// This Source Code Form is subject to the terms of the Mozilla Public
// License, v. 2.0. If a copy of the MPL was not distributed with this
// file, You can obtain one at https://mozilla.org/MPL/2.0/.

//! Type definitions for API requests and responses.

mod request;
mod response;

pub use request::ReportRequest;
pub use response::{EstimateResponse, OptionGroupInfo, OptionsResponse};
══════
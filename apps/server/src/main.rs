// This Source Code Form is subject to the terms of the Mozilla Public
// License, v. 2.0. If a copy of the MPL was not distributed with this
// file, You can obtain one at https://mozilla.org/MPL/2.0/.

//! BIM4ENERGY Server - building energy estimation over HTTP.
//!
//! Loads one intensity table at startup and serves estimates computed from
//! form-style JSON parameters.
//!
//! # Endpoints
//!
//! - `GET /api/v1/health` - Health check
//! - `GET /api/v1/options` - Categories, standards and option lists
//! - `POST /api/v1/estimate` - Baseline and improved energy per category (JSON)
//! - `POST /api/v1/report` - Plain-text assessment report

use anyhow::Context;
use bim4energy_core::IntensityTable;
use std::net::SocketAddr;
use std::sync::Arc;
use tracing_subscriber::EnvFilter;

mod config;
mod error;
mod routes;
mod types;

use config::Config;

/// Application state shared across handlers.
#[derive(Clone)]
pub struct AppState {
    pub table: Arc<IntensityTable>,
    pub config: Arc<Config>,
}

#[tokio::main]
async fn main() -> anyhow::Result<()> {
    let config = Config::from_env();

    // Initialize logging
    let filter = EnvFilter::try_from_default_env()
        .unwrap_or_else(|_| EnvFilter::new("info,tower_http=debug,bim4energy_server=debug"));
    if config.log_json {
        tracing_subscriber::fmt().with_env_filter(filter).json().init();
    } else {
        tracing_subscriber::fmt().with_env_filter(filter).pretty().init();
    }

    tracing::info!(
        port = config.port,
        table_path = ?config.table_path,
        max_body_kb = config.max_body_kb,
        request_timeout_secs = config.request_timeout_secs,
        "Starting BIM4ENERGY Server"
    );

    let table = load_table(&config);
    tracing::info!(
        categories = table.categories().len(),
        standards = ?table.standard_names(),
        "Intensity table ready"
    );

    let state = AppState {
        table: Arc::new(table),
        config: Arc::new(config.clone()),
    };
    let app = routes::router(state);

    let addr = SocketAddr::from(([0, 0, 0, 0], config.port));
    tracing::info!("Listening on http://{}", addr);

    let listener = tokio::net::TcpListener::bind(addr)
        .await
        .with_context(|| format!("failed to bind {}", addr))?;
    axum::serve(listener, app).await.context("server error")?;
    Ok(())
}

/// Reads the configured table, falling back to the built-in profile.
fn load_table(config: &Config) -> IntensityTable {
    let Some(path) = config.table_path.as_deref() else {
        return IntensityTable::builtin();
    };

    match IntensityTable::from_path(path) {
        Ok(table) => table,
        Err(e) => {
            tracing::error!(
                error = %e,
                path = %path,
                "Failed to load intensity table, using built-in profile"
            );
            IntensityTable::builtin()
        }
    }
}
══════
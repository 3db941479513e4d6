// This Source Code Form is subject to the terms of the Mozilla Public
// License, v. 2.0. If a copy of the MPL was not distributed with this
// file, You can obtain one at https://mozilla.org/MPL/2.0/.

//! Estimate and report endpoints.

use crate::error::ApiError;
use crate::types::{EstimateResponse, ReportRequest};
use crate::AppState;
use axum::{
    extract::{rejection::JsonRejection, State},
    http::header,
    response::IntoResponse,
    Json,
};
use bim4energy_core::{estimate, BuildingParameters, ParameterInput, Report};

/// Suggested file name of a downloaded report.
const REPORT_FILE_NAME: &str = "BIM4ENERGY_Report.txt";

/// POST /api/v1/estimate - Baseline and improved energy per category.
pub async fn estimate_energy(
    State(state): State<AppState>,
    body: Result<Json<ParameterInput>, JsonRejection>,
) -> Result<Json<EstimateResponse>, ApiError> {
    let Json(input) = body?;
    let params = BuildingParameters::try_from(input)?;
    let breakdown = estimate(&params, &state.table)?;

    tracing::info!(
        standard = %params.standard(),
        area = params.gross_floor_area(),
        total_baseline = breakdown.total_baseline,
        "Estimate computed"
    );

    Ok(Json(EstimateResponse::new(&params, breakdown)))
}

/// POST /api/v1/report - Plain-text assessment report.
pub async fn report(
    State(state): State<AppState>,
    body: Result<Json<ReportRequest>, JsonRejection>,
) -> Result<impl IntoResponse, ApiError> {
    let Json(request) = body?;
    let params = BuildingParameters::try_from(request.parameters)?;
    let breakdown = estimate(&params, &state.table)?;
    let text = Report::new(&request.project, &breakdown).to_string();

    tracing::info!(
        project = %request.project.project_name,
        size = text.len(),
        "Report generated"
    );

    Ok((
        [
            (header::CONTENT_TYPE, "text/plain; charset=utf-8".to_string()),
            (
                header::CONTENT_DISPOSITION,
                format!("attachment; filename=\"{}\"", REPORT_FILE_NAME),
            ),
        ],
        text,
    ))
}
══════
## Required action
Read the listing. Copy each line that has the word "EnvFilter" in it.

## Exercise solution
use tracing_subscriber::EnvFilter;
    let filter = EnvFilter::try_from_default_env()
        .unwrap_or_else(|_| EnvFilter::new("info,tower_http=debug,bim4energy_server=debug"));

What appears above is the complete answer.